→ **ABOUT THIS EXERCISE**
Print the line containing "fn fmt(&self, f: &mut" and every later line of the records. Keep each one exactly as given, ending with the last.

→ **DATA**
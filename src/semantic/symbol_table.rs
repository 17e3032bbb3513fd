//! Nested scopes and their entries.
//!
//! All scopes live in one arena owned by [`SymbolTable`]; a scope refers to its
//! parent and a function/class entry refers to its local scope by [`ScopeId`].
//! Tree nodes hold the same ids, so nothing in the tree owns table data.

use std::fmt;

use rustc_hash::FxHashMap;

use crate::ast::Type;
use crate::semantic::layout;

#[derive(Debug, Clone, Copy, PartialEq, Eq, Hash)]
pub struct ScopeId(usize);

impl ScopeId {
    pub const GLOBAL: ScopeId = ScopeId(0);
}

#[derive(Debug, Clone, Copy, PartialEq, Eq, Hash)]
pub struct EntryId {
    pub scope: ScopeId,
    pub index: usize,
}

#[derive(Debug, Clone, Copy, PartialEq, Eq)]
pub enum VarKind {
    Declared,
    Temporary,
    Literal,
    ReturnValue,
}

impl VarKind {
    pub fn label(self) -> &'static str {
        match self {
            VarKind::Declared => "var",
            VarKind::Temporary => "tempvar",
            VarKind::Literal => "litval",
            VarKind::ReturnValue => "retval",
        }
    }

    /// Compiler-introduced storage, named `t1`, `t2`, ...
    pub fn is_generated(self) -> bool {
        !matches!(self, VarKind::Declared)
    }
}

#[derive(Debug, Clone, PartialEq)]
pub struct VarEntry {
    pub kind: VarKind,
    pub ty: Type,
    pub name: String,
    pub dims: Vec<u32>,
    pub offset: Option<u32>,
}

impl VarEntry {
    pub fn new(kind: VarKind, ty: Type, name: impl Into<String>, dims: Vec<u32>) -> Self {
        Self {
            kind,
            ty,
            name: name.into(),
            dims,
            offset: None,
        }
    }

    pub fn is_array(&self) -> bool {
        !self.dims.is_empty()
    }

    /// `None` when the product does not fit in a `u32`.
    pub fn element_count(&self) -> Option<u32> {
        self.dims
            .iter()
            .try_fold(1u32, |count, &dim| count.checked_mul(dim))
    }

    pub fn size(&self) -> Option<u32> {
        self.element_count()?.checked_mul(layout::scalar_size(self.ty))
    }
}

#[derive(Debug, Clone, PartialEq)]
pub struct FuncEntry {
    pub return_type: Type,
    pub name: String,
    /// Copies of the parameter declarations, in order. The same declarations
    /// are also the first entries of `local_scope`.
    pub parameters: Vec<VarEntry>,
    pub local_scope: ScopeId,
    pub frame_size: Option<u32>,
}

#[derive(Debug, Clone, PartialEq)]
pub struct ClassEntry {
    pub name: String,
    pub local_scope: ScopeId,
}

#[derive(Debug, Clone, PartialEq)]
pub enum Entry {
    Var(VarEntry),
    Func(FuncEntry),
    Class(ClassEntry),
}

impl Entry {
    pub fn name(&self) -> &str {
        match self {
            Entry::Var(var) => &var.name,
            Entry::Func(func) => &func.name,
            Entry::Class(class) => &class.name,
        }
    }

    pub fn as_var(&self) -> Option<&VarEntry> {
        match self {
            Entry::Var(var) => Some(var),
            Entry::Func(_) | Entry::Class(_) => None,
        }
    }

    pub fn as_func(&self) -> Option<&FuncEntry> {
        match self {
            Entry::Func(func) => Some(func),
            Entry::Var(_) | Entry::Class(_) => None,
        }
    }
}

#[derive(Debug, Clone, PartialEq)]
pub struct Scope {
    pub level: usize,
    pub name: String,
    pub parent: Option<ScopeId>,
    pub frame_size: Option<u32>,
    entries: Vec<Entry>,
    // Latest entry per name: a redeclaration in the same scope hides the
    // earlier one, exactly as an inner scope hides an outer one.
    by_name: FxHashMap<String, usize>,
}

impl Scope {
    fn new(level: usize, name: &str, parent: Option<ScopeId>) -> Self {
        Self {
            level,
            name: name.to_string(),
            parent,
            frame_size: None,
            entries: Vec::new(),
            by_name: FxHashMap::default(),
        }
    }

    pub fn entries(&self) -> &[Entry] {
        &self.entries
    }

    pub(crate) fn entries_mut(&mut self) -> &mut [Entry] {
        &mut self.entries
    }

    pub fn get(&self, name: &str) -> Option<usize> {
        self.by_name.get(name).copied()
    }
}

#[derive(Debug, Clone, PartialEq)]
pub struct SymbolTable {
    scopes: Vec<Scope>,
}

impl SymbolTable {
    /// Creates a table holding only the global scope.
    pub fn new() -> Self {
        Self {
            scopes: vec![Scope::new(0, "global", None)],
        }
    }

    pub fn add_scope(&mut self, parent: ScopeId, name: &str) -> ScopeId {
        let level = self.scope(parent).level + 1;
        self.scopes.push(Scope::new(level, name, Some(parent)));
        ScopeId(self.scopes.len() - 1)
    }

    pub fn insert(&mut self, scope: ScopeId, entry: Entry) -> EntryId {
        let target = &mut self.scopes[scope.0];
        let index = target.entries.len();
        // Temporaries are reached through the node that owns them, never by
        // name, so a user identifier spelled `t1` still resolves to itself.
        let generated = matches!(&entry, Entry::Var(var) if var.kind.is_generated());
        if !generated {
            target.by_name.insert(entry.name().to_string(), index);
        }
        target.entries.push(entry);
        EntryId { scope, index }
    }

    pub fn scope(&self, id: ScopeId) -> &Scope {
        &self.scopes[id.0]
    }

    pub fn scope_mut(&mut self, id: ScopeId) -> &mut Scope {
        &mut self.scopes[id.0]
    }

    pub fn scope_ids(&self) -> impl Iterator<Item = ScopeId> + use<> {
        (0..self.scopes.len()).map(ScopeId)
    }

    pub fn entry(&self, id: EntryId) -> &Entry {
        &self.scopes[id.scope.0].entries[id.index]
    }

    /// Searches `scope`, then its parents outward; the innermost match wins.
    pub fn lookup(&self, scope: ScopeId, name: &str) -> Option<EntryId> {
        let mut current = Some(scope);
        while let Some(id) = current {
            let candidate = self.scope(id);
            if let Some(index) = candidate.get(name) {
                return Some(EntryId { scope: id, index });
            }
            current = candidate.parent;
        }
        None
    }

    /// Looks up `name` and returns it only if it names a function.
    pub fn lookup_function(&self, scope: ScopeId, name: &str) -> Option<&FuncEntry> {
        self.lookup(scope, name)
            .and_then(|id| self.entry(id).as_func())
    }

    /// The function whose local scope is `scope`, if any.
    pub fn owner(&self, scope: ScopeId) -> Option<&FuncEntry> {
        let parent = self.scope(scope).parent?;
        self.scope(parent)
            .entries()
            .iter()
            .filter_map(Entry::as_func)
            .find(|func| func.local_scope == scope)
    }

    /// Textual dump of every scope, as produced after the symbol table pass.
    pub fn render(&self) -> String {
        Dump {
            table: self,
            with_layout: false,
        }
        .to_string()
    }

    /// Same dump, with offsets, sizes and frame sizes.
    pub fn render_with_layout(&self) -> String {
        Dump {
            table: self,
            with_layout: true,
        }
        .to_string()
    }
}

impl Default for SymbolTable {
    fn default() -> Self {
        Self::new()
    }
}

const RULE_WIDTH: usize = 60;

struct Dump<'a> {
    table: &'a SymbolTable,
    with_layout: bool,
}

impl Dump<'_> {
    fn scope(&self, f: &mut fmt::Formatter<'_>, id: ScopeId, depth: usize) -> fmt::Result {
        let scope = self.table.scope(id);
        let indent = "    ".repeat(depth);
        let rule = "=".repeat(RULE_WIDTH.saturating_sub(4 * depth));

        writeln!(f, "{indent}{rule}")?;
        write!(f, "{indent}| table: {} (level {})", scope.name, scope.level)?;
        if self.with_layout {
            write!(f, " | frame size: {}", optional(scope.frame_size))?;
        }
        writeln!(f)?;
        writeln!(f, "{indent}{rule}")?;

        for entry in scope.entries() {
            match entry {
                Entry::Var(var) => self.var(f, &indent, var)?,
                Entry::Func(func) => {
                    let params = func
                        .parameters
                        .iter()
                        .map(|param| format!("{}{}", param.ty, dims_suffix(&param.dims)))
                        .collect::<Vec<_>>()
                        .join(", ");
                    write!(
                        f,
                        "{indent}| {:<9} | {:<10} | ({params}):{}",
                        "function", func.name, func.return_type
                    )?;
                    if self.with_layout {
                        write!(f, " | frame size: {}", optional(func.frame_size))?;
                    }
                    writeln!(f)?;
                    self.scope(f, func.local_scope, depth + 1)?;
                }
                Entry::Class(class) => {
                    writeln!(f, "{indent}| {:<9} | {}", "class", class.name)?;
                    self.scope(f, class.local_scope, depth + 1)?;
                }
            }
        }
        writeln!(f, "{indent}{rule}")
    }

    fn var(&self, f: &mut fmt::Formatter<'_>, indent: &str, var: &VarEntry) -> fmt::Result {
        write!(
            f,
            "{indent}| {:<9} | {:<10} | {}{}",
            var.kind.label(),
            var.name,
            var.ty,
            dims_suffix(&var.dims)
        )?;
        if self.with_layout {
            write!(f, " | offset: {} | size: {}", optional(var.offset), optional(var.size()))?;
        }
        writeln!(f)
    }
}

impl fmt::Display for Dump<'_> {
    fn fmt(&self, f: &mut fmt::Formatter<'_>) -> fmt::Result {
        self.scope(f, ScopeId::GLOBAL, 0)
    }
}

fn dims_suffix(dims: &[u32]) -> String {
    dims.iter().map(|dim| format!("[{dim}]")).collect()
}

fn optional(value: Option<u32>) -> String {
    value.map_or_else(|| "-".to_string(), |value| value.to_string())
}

→ **COMPLETED TASK**
    fn fmt(&self, f: &mut fmt::Formatter<'_>) -> fmt::Result {
        self.scope(f, ScopeId::GLOBAL, 0)
    }
}

fn dims_suffix(dims: &[u32]) -> String {
    dims.iter().map(|dim| format!("[{dim}]")).collect()
}

fn optional(value: Option<u32>) -> String {
    value.map_or_else(|| "-".to_string(), |value| value.to_string())
}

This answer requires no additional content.